Handbook on Islam is a manual on how to establish Islam, with understanding, by the famous West African Shaykh who led the jihad (struggle in the way of Allah) which established the Muslim Khalifate in Northern Nigeria in the 18th century. This is the three-dimensional way of Islam, Iman and Ihsan that emerged from Madinah and was the light for the whole of the West, from the Bilad as-Sudan, including Nigeria, right up to Andalus, modern-day Spain, an Islam that holds law, spirituality and a clear intellectual tradition in balance. This book then is another manual, a handbook on the practice of Islam, on the parameters of what needs to be known about Allah and His Messengers, and on the Sufic path of purification of the heart and self from the qualities that obscure their luminous reality and which veil them from Allah.
Uthman dan Fodio
Shehu Usman was born into a highly cultured family in 1168/1754. His father was Muhammad ibn Salih, known generally as Fodio. His mother was Hawwa bint Muhammad ibn Usman. The Shaykh read the Qur’an with his father, learned al-Ishriniyyah and similar works with his shaykh, ‘Uthman, known as Biddu al-Kabawi. He learned syntax and the science of grammar from al-Khulasah and other works at the hand of Shaykh ‘Abd ar-Rahman ibn Hammada. He read al-Mukhtasar with his paternal and maternal uncle, Uthman, known as Bidduri. Later he learnt from a number of shaykhs, most significantly Jibril ibn ‘Umar, the major collections of hadith, fiqh and tasawwuf.
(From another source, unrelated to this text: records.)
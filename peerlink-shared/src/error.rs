#![allow(dead_code)]

use std::io;
use std::net;
use std::num::ParseIntError;
use std::string::FromUtf8Error;
use thiserror::Error;

pub type Result<T> = std::result::Result<T, Error>;

#[derive(Error, Debug, PartialEq)]
#[non_exhaustive]
pub enum Error {
    #[error("buffer too small")]
    ErrBufferTooSmall,
    #[error("use of closed network connection")]
    ErrClosed,
    #[error("failed to parse address")]
    ErrAddressParseFailed,

    //STUN errors
    #[error("attribute not found")]
    ErrAttributeNotFound,
    #[error("attribute size is invalid")]
    ErrAttributeSizeInvalid,
    #[error("attribute size overflow")]
    ErrAttributeSizeOverflow,
    #[error("integrity check failed")]
    ErrIntegrityMismatch,
    #[error("fingerprint check failed")]
    ErrFingerprintMismatch,
    #[error("FINGERPRINT before MESSAGE-INTEGRITY attribute")]
    ErrFingerprintBeforeIntegrity,
    #[error("unexpected EOF: not enough bytes to read header")]
    ErrUnexpectedHeaderEof,
    #[error("{0:x} is invalid magic cookie (should be 2112a442)")]
    ErrInvalidMagicCookie(u32),
    #[error("buffer length {0} is less than {1} (expected message size)")]
    ErrBufferLengthMismatch(usize, usize),
    #[error("unexpected STUN request message")]
    ErrUnexpectedStunrequestMessage,
    #[error("stun: error response {code}: {reason}")]
    ErrStunErrorResponse { code: u16, reason: String },
    #[error("transaction exists with same id")]
    ErrTransactionExists,
    #[error("transaction is timed out")]
    ErrTransactionTimeOut,
    #[error("invalid url")]
    ErrInvalidUrl,
    #[error("unknown scheme type")]
    ErrSchemeType,
    #[error("invalid hostname")]
    ErrHost,
    #[error("url parse: invalid port number")]
    ErrPort,
    #[error("too many DTLS-in-STUN acks")]
    ErrTooManyPiggybackAcks,

    //ICE errors
    #[error("attribute not long enough to be ICE candidate")]
    ErrAttributeTooShortIceCandidate,
    #[error("unknown candidate type")]
    ErrUnknownCandidateType,
    #[error("could not parse component")]
    ErrParseComponent,
    #[error("could not parse priority")]
    ErrParsePriority,
    #[error("could not parse port")]
    ErrParsePort,
    #[error("could not parse related addresses")]
    ErrParseRelatedAddr,
    #[error("could not parse type")]
    ErrParseType,
    #[error("gatherer has already been started")]
    ErrMultipleGatherAttempted,
    #[error("gatherer is closed")]
    ErrGathererClosed,
    #[error("dns: failed to resolve {0}")]
    ErrDnsResolveFailed(String),
    #[error("username mismatch")]
    ErrMismatchUsername,
    #[error("no selected candidate pair")]
    ErrNoSelectedCandidatePair,
    #[error("local username fragment is less than 24 bits long")]
    ErrLocalUfragInsufficientBits,
    #[error("local password is less than 128 bits long")]
    ErrLocalPwdInsufficientBits,
    #[error("remote ufrag is empty")]
    ErrRemoteUfragEmpty,
    #[error("remote pwd is empty")]
    ErrRemotePwdEmpty,
    #[error("unknown network type")]
    ErrUnknownNetworkType,
    #[error("remote mDNS candidate added, but mDNS is disabled")]
    ErrMulticastDnsNotSupported,
    #[error("unhandled STUN packet")]
    ErrUnhandledStunpacket,
    #[error("gather has not been started")]
    ErrGatherNotStarted,

    //DTLS errors
    #[error("conn is closed")]
    ErrConnClosed,
    #[error("handshake timed out after exhausting retransmissions")]
    ErrHandshakeTimeout,
    #[error("invalid content type")]
    ErrInvalidContentType,
    #[error("packet length and declared length do not match")]
    ErrInvalidPacketLength,
    #[error("unsupported protocol version")]
    ErrUnsupportedProtocolVersion,
    #[error("client+server do not support any shared cipher suites")]
    ErrCipherSuiteNoIntersection,
    #[error("server required client verification, but got none")]
    ErrClientCertificateRequired,
    #[error("client+server cookie does not match")]
    ErrCookieMismatch,
    #[error("cookie must not be longer then 255 bytes")]
    ErrCookieTooLong,
    #[error("no certificate provided")]
    ErrInvalidCertificate,
    #[error("invalid or unknown cipher suite")]
    ErrInvalidCipherSuite,
    #[error("invalid or unknown compression method")]
    ErrInvalidCompressionMethod,
    #[error("invalid or unknown elliptic curve type")]
    ErrInvalidEllipticCurveType,
    #[error("invalid hash algorithm")]
    ErrInvalidHashAlgorithm,
    #[error("invalid named curve")]
    ErrInvalidNamedCurve,
    #[error("invalid private key type")]
    ErrInvalidPrivateKey,
    #[error("invalid signature algorithm")]
    ErrInvalidSignatureAlgorithm,
    #[error("key signature mismatch")]
    ErrKeySignatureMismatch,
    #[error("no certificates configured")]
    ErrNoCertificates,
    #[error("invalid state machine transition")]
    ErrInvalidFsmTransition,
    #[error("Alert is Fatal or Close Notify")]
    ErrAlertFatalOrClose,
    #[error("expected and actual verify data does not match")]
    ErrVerifyDataMismatch,
    #[error("client requested SRTP but we have no matching profiles")]
    ErrServerNoMatchingSrtpProfile,
    #[error("server responded with SRTP Profile we do not support")]
    ErrClientNoMatchingSrtpProfile,
    #[error("extended master secret is required but was not negotiated")]
    ErrExtendedMasterSecretRequired,
    #[error("unable to decrypt record")]
    ErrDecryptPacket,
    #[error("sequence number overflow")]
    ErrSequenceNumberOverflow,
    #[error("fragment buffer overflow")]
    ErrFragmentBufferOverflow,
    #[error("invalid DTLS role for this operation")]
    ErrInvalidDtlsRole,
    #[error("invalid cipher spec")]
    ErrInvalidCipherSpec,
    #[error("buffer not long enough to contain nonce")]
    ErrNotEnoughRoomForNonce,
    #[error("data length and declared length do not match")]
    ErrLengthMismatch,
    #[error("client requested zero or more elliptic curves that are not supported by the server")]
    ErrNoSupportedEllipticCurves,
    #[error("connection can not be created, no SignatureScheme satisfy this Config")]
    ErrNoAvailableSignatureSchemes,
    #[error("server requires the Extended Master Secret extension, but the client does not support it")]
    ErrServerRequiredButNoClientEms,
    #[error("client requested SRTP but no use_srtp extension was offered")]
    ErrRequestedButNoSrtpExtension,
    #[error("ApplicationData with epoch of 0")]
    ErrApplicationDataEpochZero,
    #[error("unhandled contentType")]
    ErrUnhandledContextType,
    #[error("key signature verification is not implemented for this key type")]
    ErrKeySignatureVerifyUnimplemented,
    #[error("handshake message was expected but not received")]
    ErrHandshakeMessageMissing,
    #[error("unsupported handshake message type")]
    ErrUnsupportedHandshakeType,

    //ExportKeyingMaterial errors
    #[error("tls handshake is in progress")]
    HandshakeInProgress,
    #[error("context is not supported for export_keying_material")]
    ContextUnsupported,
    #[error("export_keying_material can not be used with a reserved label")]
    ReservedExportKeyingMaterial,
    #[error("no cipher suite for export_keying_material")]
    CipherSuiteUnset,

    //SDP errors
    #[error("SdpInvalidSyntax: {0}")]
    SdpInvalidSyntax(String),
    #[error("SdpInvalidValue: {0}")]
    SdpInvalidValue(String),
    #[error("codec not found")]
    CodecNotFound,
    #[error("missing whitespace")]
    MissingWhitespace,
    #[error("missing colon")]
    MissingColon,
    #[error("payload type not found")]
    PayloadTypeNotFound,
    #[error("invalid parameter: {0}")]
    ErrInvalidParameter(String),

    //PeerConnection errors
    #[error("connection closed")]
    ErrConnectionClosed,
    #[error("x509Cert expired")]
    ErrCertificateExpired,
    #[error("no certificate")]
    ErrNonCertificate,
    #[error("operation can not be run in current signaling state")]
    ErrIncorrectSignalingState,
    #[error("can't rollback from stable state")]
    ErrSignalingStateCannotRollback,
    #[error("invalid proposed signaling state transition: {0}")]
    ErrSignalingStateProposedTransitionInvalid(String),
    #[error("set_local_description called with rejected duplicate ssrc: {0}")]
    ErrDuplicateLocalSsrc(u32),
    #[error("provided value is not a valid enum value of type SDPType")]
    ErrPeerConnSDPTypeInvalidValue,
    #[error("no remote description")]
    ErrNoRemoteDescription,
    #[error("DTLS transport does not run over ICE")]
    ErrIceTransportNotExists,
    #[error("set_remote_description called with no fingerprint")]
    ErrSessionDescriptionNoFingerprint,
    #[error("set_remote_description called with an invalid fingerprint")]
    ErrSessionDescriptionInvalidFingerprint,
    #[error("set_remote_description called with multiple conflicting fingerprint")]
    ErrSessionDescriptionConflictingFingerprints,
    #[error("set_remote_description called with no ice-ufrag")]
    ErrSessionDescriptionMissingIceUfrag,
    #[error("set_remote_description called with no ice-pwd")]
    ErrSessionDescriptionMissingIcePwd,
    #[error("DTLS Handshake completed and no SRTP Protection Profile was chosen")]
    ErrNoSRTPProtectionProfile,
    #[error("the DTLS transport has not started yet")]
    ErrDtlsTransportNotStarted,
    #[error("failed extracting keys from DTLS for SRTP")]
    ErrDtlsKeyExtractionFailed,
    #[error("attempted to start DTLSTransport that is not in new state")]
    ErrInvalidDTLSStart,
    #[error("peer didn't provide certificate via DTLS")]
    ErrNoRemoteCertificate,
    #[error("remote certificate does not match any fingerprint")]
    ErrNoMatchingCertificateFingerprint,
    #[error("unsupported fingerprint algorithm")]
    ErrUnsupportedFingerprintAlgorithm,
    #[error("set_answering_dtls_role must DTLSRoleClient or DTLSRoleServer")]
    ErrSettingEngineSetAnsweringDTLSRole,

    //Third Party Error
    #[error("{0}")]
    Rcgen(#[from] rcgen::Error),
    #[error("aes gcm: {0}")]
    AesGcm(#[from] aes_gcm::Error),
    #[error("parse ip: {0}")]
    ParseIp(#[from] net::AddrParseError),
    #[error("parse int: {0}")]
    ParseInt(#[from] ParseIntError),
    #[error("{0}")]
    Io(#[source] IoError),
    #[error("utf8: {0}")]
    Utf8(#[from] FromUtf8Error),

    #[error("Other DTLS Err: {0}")]
    OtherDtlsErr(String),
    #[error("{0}")]
    Other(String),
}

#[derive(Debug, Error)]
#[error("io error: {0}")]
pub struct IoError(#[from] pub io::Error);

// Workaround for wanting PartialEq for io::Error.
impl PartialEq for IoError {
    fn eq(&self, other: &Self) -> bool {
        self.0.kind() == other.0.kind()
    }
}

impl From<io::Error> for Error {
    fn from(e: io::Error) -> Self {
        Error::Io(IoError(e))
    }
}

/// flatten_errs flattens multiple errors into one
pub fn flatten_errs(errs: Vec<impl Into<Error>>) -> Result<()> {
    if errs.is_empty() {
        Ok(())
    } else {
        let errs_strs: Vec<String> = errs.into_iter().map(|e| e.into().to_string()).collect();
        Err(Error::Other(errs_strs.join("\n")))
    }
}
He led a movement for the renewal of Islam in west Africa and founded a caliphate, establishing all the offices of a functioning polity, in the process writing a large number of books on the various issues confronting his people at the various points of their struggle. Among the most famous are his Ihya as-Sunna. Diwan Press also publish a history of his movement called The African Caliphate.